The History of the Overseas Press Club Foundation
Written by Bill Holstein, OPC Foundation President Emeritus
The Overseas Press Club Foundation has a colorful history, to put it mildly. The Overseas Press Club of America, a membership organization, had a symbiotic relationship with the Correspondents Fund, a non-profit that possessed a great deal of money. But relations started deteriorating in the 1960s and Henry Gellerman, a former German soldier who was captured during World War II and became a translator for Allied forces, drove the creation of a new non-profit, namely the OPC Foundation. It was born on April 27, 1966 in the Oval Room of the White House. The date was picked to commemorate the first anniversary of the death of Edward R. Murrow, who had been partly responsible for raising the funds that the Correspondents Fund, now defunct, enjoyed.
The timing was key because in October 1969, the OPC and the Correspondents Fund suffered a permanent rupture--the club's manager had embezzled a significant amount of funds. The OPC was kicked out of its headquarters on 40th Street and started a 20-year period of wandering through the media wilderness. The foundation tagged along. H.L. Stevenson, the hard-charging, hard-drinking Southerner who had been editor in chief of United Press International, became president of the OPC and over a period of time confronted the embittered Gellerman, who would not tell the OPC's board anything about the foundation's finances.
When I first started attending OPC Foundation lunches in the basement of the Tudor Hotel in the late 1980s, the foundation granted two $1,000 scholarships to two New York-area college students. No flights, no hotels. That was all it could afford. It appeared that the foundation had only a total of $10,000.

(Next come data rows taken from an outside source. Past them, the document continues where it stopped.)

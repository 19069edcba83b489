//! Integration tests for the outfit query engine and outfit writes.

use assert_matches::assert_matches;
use best_dressed_core::outfit::OutfitFilter;
use best_dressed_db::models::outfit::{CreateOutfit, OutfitWrite};
use best_dressed_db::models::user::CreateUser;
use best_dressed_db::models::wardrobe_item::CreateWardrobeItem;
use best_dressed_db::repositories::{OutfitRepo, UserRepo, WardrobeItemRepo};
use sqlx::PgPool;

// ---------------------------------------------------------------------------
// Helpers
// ---------------------------------------------------------------------------

async fn new_user(pool: &PgPool, username: &str) -> i64 {
    UserRepo::create(
        pool,
        &CreateUser {
            username: username.to_string(),
            email: String::new(),
            password_hash: "x".to_string(),
            is_staff: false,
        },
    )
    .await
    .unwrap()
    .id
}

async fn new_items(pool: &PgPool, user_id: i64, count: usize) -> Vec<i64> {
    let mut ids = Vec::new();
    for i in 0..count {
        let item = WardrobeItemRepo::create(
            pool,
            user_id,
            &CreateWardrobeItem {
                title: format!("Item {i}"),
                ..Default::default()
            },
        )
        .await
        .unwrap();
        ids.push(item.id);
    }
    ids
}

fn outfit(name: &str, occasion: &str, season: &str, items: &[i64]) -> CreateOutfit {
    CreateOutfit {
        name: name.to_string(),
        occasion: occasion.to_string(),
        season: season.to_string(),
        items: items.to_vec(),
        ..Default::default()
    }
}

async fn create(pool: &PgPool, user_id: i64, input: &CreateOutfit) -> i64 {
    match OutfitRepo::create(pool, user_id, input).await.unwrap() {
        OutfitWrite::Saved(o) => o.outfit.id,
        OutfitWrite::NameTaken => panic!("name unexpectedly taken: {}", input.name),
    }
}

async fn backdate(pool: &PgPool, outfit_id: i64, days: i64) {
    sqlx::query("UPDATE outfits SET created_at = NOW() - make_interval(days => $2::INT) WHERE id = $1")
        .bind(outfit_id)
        .bind(days as i32)
        .execute(pool)
        .await
        .unwrap();
}

fn collection(name: &str) -> OutfitFilter {
    OutfitFilter::from_params(Some(name), None, None, None, None, None)
}

fn names(list: &[best_dressed_db::models::outfit::OutfitWithItems]) -> Vec<&str> {
    list.iter().map(|o| o.outfit.name.as_str()).collect()
}

// ---------------------------------------------------------------------------
// Writes
// ---------------------------------------------------------------------------

#[sqlx::test(migrations = "../../db/migrations")]
async fn test_create_links_items_and_rejects_duplicate_name(pool: PgPool) {
    let user = new_user(&pool, "alice").await;
    let items = new_items(&pool, user, 2).await;

    let written = OutfitRepo::create(&pool, user, &outfit("Brunch", "casual", "summer", &items))
        .await
        .unwrap();
    assert_matches!(written, OutfitWrite::Saved(ref o) if o.item_count == 2 && o.items.len() == 2);

    let again = OutfitRepo::create(&pool, user, &outfit("Brunch", "", "", &[]))
        .await
        .unwrap();
    assert_matches!(again, OutfitWrite::NameTaken);
    assert_eq!(OutfitRepo::count_for_user(&pool, user).await.unwrap(), 1);
}

#[sqlx::test(migrations = "../../db/migrations")]
async fn test_update_replaces_items_and_guards_name(pool: PgPool) {
    let user = new_user(&pool, "bob").await;
    let items = new_items(&pool, user, 3).await;
    let first = create(&pool, user, &outfit("Office", "business", "", &items[..2])).await;
    create(&pool, user, &outfit("Gym", "athletic", "", &[])).await;

    let renamed = OutfitRepo::update(&pool, first, user, &outfit("Gym", "business", "", &[]))
        .await
        .unwrap();
    assert_matches!(renamed, Some(OutfitWrite::NameTaken));

    let updated = OutfitRepo::update(&pool, first, user, &outfit("Office 2", "formal", "fall", &items[2..]))
        .await
        .unwrap();
    assert_matches!(updated, Some(OutfitWrite::Saved(ref o)) if o.item_count == 1 && o.outfit.season == "fall");

    let other = new_user(&pool, "mallory").await;
    let foreign = OutfitRepo::update(&pool, first, other, &outfit("Stolen", "", "", &[]))
        .await
        .unwrap();
    assert!(foreign.is_none());
}

#[sqlx::test(migrations = "../../db/migrations")]
async fn test_concurrent_renames_to_same_name(pool: PgPool) {
    let user = new_user(&pool, "carol").await;
    let first = create(&pool, user, &outfit("Picnic", "", "", &[])).await;
    let second = create(&pool, user, &outfit("Wedding", "", "", &[])).await;
    let target = outfit("Weekend", "casual", "", &[]);

    let (a, b) = tokio::join!(
        OutfitRepo::update(&pool, first, user, &target),
        OutfitRepo::update(&pool, second, user, &target),
    );
    let outcomes = [a.unwrap(), b.unwrap()];
    let saved = outcomes
        .iter()
        .filter(|o| matches!(o, Some(OutfitWrite::Saved(_))))
        .count();
    let taken = outcomes
        .iter()
        .filter(|o| matches!(o, Some(OutfitWrite::NameTaken)))
        .count();
    assert_eq!((saved, taken), (1, 1));
}

#[sqlx::test(migrations = "../../db/migrations")]
async fn test_toggle_favorite(pool: PgPool) {
    let user = new_user(&pool, "carol").await;
    let id = create(&pool, user, &outfit("Date night", "date", "", &[])).await;

    assert_eq!(OutfitRepo::toggle_favorite(&pool, id, user).await.unwrap(), Some(true));
    assert_eq!(OutfitRepo::toggle_favorite(&pool, id, user).await.unwrap(), Some(false));

    let other = new_user(&pool, "eve").await;
    assert_eq!(OutfitRepo::toggle_favorite(&pool, id, other).await.unwrap(), None);
}

#[sqlx::test(migrations = "../../db/migrations")]
async fn test_duplicate_copies_items_and_resets_favorite(pool: PgPool) {
    let user = new_user(&pool, "dave").await;
    let items = new_items(&pool, user, 2).await;
    let mut input = outfit("Weekend", "casual", "spring", &items);
    input.is_favorite = true;
    let id = create(&pool, user, &input).await;

    let copy = OutfitRepo::duplicate(&pool, id, user).await.unwrap().unwrap();
    assert_eq!(copy.outfit.name, "Weekend (Copy)");
    assert!(!copy.outfit.is_favorite);
    assert_eq!(copy.outfit.occasion, "casual");
    assert_eq!(copy.item_count, 2);
    assert_ne!(copy.outfit.id, id);

    let second = OutfitRepo::duplicate(&pool, id, user).await.unwrap().unwrap();
    assert_eq!(second.outfit.name, "Weekend (Copy 2)");

    let other = new_user(&pool, "trudy").await;
    assert!(OutfitRepo::duplicate(&pool, id, other).await.unwrap().is_none());
}

// ---------------------------------------------------------------------------
// Collections
// ---------------------------------------------------------------------------

#[sqlx::test(migrations = "../../db/migrations")]
async fn test_incomplete_is_fewer_than_three_items(pool: PgPool) {
    let user = new_user(&pool, "frank").await;
    let items = new_items(&pool, user, 3).await;
    create(&pool, user, &outfit("Empty", "", "", &[])).await;
    create(&pool, user, &outfit("Two", "", "", &items[..2])).await;
    create(&pool, user, &outfit("Three", "", "", &items)).await;

    let list = OutfitRepo::list(&pool, user, &collection("incomplete")).await.unwrap();
    let mut got = names(&list);
    got.sort();
    assert_eq!(got, vec!["Empty", "Two"]);

    // Search narrows the listing; the collection rule is unchanged.
    let filter = OutfitFilter::from_params(Some("incomplete"), None, None, None, Some("two"), Some("-name"));
    let list = OutfitRepo::list(&pool, user, &filter).await.unwrap();
    assert_eq!(names(&list), vec!["Two"]);
}

#[sqlx::test(migrations = "../../db/migrations")]
async fn test_recent_window_is_thirty_days(pool: PgPool) {
    let user = new_user(&pool, "gina").await;
    create(&pool, user, &outfit("Now", "", "", &[])).await;
    let old = create(&pool, user, &outfit("Old", "", "", &[])).await;
    let recentish = create(&pool, user, &outfit("Recentish", "", "", &[])).await;
    backdate(&pool, old, 31).await;
    backdate(&pool, recentish, 29).await;

    let list = OutfitRepo::list(&pool, user, &collection("recent")).await.unwrap();
    let mut got = names(&list);
    got.sort();
    assert_eq!(got, vec!["Now", "Recentish"]);
}

#[sqlx::test(migrations = "../../db/migrations")]
async fn test_occasion_and_season_collections(pool: PgPool) {
    let user = new_user(&pool, "hank").await;
    create(&pool, user, &outfit("Suit", "business", "winter", &[])).await;
    create(&pool, user, &outfit("Gown", "formal", "", &[])).await;
    create(&pool, user, &outfit("Picnic", "date", "summer", &[])).await;

    assert_eq!(names(&OutfitRepo::list(&pool, user, &collection("work")).await.unwrap()), vec!["Suit"]);
    assert_eq!(names(&OutfitRepo::list(&pool, user, &collection("formal")).await.unwrap()), vec!["Gown"]);
    assert_eq!(names(&OutfitRepo::list(&pool, user, &collection("date")).await.unwrap()), vec!["Picnic"]);
    assert_eq!(names(&OutfitRepo::list(&pool, user, &collection("summer")).await.unwrap()), vec!["Picnic"]);
    assert_eq!(names(&OutfitRepo::list(&pool, user, &collection("winter")).await.unwrap()), vec!["Suit"]);
}

#[sqlx::test(migrations = "../../db/migrations")]
async fn test_collection_counts_ignore_search(pool: PgPool) {
    let user = new_user(&pool, "iris").await;
    let items = new_items(&pool, user, 3).await;
    let mut fav = outfit("Fav", "casual", "summer", &items);
    fav.is_favorite = true;
    create(&pool, user, &fav).await;
    create(&pool, user, &outfit("Work", "business", "winter", &[])).await;

    let other = new_user(&pool, "jack").await;
    create(&pool, other, &outfit("Not mine", "casual", "summer", &[])).await;

    let counts = OutfitRepo::collection_counts(&pool, user).await.unwrap();
    assert_eq!(counts.len(), 9);
    assert_eq!(counts["favorites"], 1);
    assert_eq!(counts["summer"], 1);
    assert_eq!(counts["winter"], 1);
    assert_eq!(counts["casual"], 1);
    assert_eq!(counts["work"], 1);
    assert_eq!(counts["date"], 0);
    assert_eq!(counts["formal"], 0);
    assert_eq!(counts["recent"], 2);
    assert_eq!(counts["incomplete"], 1);
}

// ---------------------------------------------------------------------------
// Filters and sorting
// ---------------------------------------------------------------------------

#[sqlx::test(migrations = "../../db/migrations")]
async fn test_triple_filters_apply_without_collection(pool: PgPool) {
    let user = new_user(&pool, "kate").await;
    let mut a = outfit("A", "casual", "summer", &[]);
    a.is_favorite = true;
    create(&pool, user, &a).await;
    create(&pool, user, &outfit("B", "casual", "winter", &[])).await;
    create(&pool, user, &outfit("C", "formal", "summer", &[])).await;

    let filter = OutfitFilter::from_params(None, Some("casual"), None, None, None, Some("name"));
    assert_eq!(names(&OutfitRepo::list(&pool, user, &filter).await.unwrap()), vec!["A", "B"]);

    let filter = OutfitFilter::from_params(None, Some("casual"), Some("summer"), None, None, None);
    assert_eq!(names(&OutfitRepo::list(&pool, user, &filter).await.unwrap()), vec!["A"]);

    let filter = OutfitFilter::from_params(None, None, None, Some("true"), None, None);
    assert_eq!(names(&OutfitRepo::list(&pool, user, &filter).await.unwrap()), vec!["A"]);

    // A collection wins over the triple.
    let filter = OutfitFilter::from_params(Some("formal"), Some("casual"), None, Some("true"), None, None);
    assert_eq!(names(&OutfitRepo::list(&pool, user, &filter).await.unwrap()), vec!["C"]);
}

#[sqlx::test(migrations = "../../db/migrations")]
async fn test_search_covers_name_description_occasion_season(pool: PgPool) {
    let user = new_user(&pool, "liam").await;
    let mut described = outfit("Plain", "", "", &[]);
    described.description = "Great for the BEACH".to_string();
    create(&pool, user, &described).await;
    create(&pool, user, &outfit("Beach day", "", "", &[])).await;
    create(&pool, user, &outfit("Party", "night_out", "", &[])).await;
    create(&pool, user, &outfit("Snow", "", "winter", &[])).await;

    let search = |term: &'static str| OutfitFilter::from_params(None, None, None, None, Some(term), Some("name"));
    assert_eq!(names(&OutfitRepo::list(&pool, user, &search("beach")).await.unwrap()), vec!["Beach day", "Plain"]);
    assert_eq!(names(&OutfitRepo::list(&pool, user, &search("NIGHT")).await.unwrap()), vec!["Party"]);
    assert_eq!(names(&OutfitRepo::list(&pool, user, &search("wint")).await.unwrap()), vec!["Snow"]);
}

#[sqlx::test(migrations = "../../db/migrations")]
async fn test_name_sort_reverses(pool: PgPool) {
    let user = new_user(&pool, "mia").await;
    for name in ["Bravo", "Alpha", "Charlie"] {
        create(&pool, user, &outfit(name, "", "", &[])).await;
    }

    let asc = OutfitRepo::list(&pool, user, &OutfitFilter::from_params(None, None, None, None, None, Some("name")))
        .await
        .unwrap();
    let desc = OutfitRepo::list(&pool, user, &OutfitFilter::from_params(None, None, None, None, None, Some("-name")))
        .await
        .unwrap();

    let mut reversed = names(&desc);
    reversed.reverse();
    assert_eq!(names(&asc), vec!["Alpha", "Bravo", "Charlie"]);
    assert_eq!(names(&asc), reversed);
}

#[sqlx::test(migrations = "../../db/migrations")]
async fn test_invalid_sort_defaults_to_newest_first(pool: PgPool) {
    let user = new_user(&pool, "noah").await;
    let older = create(&pool, user, &outfit("Older", "", "", &[])).await;
    create(&pool, user, &outfit("Newer", "", "", &[])).await;
    backdate(&pool, older, 2).await;

    let filter = OutfitFilter::from_params(None, None, None, None, None, Some("price; DROP TABLE outfits"));
    let list = OutfitRepo::list(&pool, user, &filter).await.unwrap();
    assert_eq!(names(&list), vec!["Newer", "Older"]);
}

#[sqlx::test(migrations = "../../db/migrations")]
async fn test_item_count_sort_and_eager_items(pool: PgPool) {
    let user = new_user(&pool, "olga").await;
    let items = new_items(&pool, user, 3).await;
    create(&pool, user, &outfit("One", "", "", &items[..1])).await;
    create(&pool, user, &outfit("Three", "", "", &items)).await;
    create(&pool, user, &outfit("None", "", "", &[])).await;

    let filter = OutfitFilter::from_params(None, None, None, None, None, Some("-item_count"));
    let list = OutfitRepo::list(&pool, user, &filter).await.unwrap();
    assert_eq!(names(&list), vec!["Three", "One", "None"]);
    assert_eq!(list[0].items.len(), 3);
    assert_eq!(list[1].items.len(), 1);
    assert!(list[2].items.is_empty());
}

#[sqlx::test(migrations = "../../db/migrations")]
async fn test_dashboard_stats(pool: PgPool) {
    let user = new_user(&pool, "pia").await;
    create(&pool, user, &outfit("A", "casual", "summer", &[])).await;
    create(&pool, user, &outfit("B", "casual", "", &[])).await;
    create(&pool, user, &outfit("C", "formal", "summer", &[])).await;

    let seasons = OutfitRepo::season_stats(&pool, user).await.unwrap();
    assert_eq!(seasons.len(), 1);
    assert_eq!((seasons[0].key.as_str(), seasons[0].count), ("summer", 2));

    let occasions = OutfitRepo::occasion_stats(&pool, user).await.unwrap();
    assert_eq!((occasions[0].key.as_str(), occasions[0].count), ("casual", 2));
    assert_eq!((occasions[1].key.as_str(), occasions[1].count), ("formal", 1));

    assert_eq!(OutfitRepo::recent(&pool, user, 2).await.unwrap().len(), 2);
    assert!(OutfitRepo::random(&pool, user).await.unwrap().is_some());
}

Stevenson kept the foundation alive and persuaded Allan Dodds Frank to become president when I was serving as president of the OPC itself (1994-1996.) At the end of my presidency, I agreed to become president of the foundation. We started building the foundation on the back of the OPC's Executive Director Sonya Fry, who did double duty running both the club and the foundation. We eventually found a strong executive director for the foundation in the person of Jane Reilly, and we were able to manage the foundation separately from the OPC. I was president for 27 years and during that time we expanded our awards to include fellowships, meaning placements in the foreign bureaus of the Associated Press, Reuters, the Wall Street Journal and other news outlets. We increased the number of awards to 18 and stipends increased from $3,000 to $4,000, depending on whether a winner was going to go to a foreign bureau.
It all worked out. Today we are the largest and only non-profit organization dedicated exclusively to identifying future generations of international correspondents.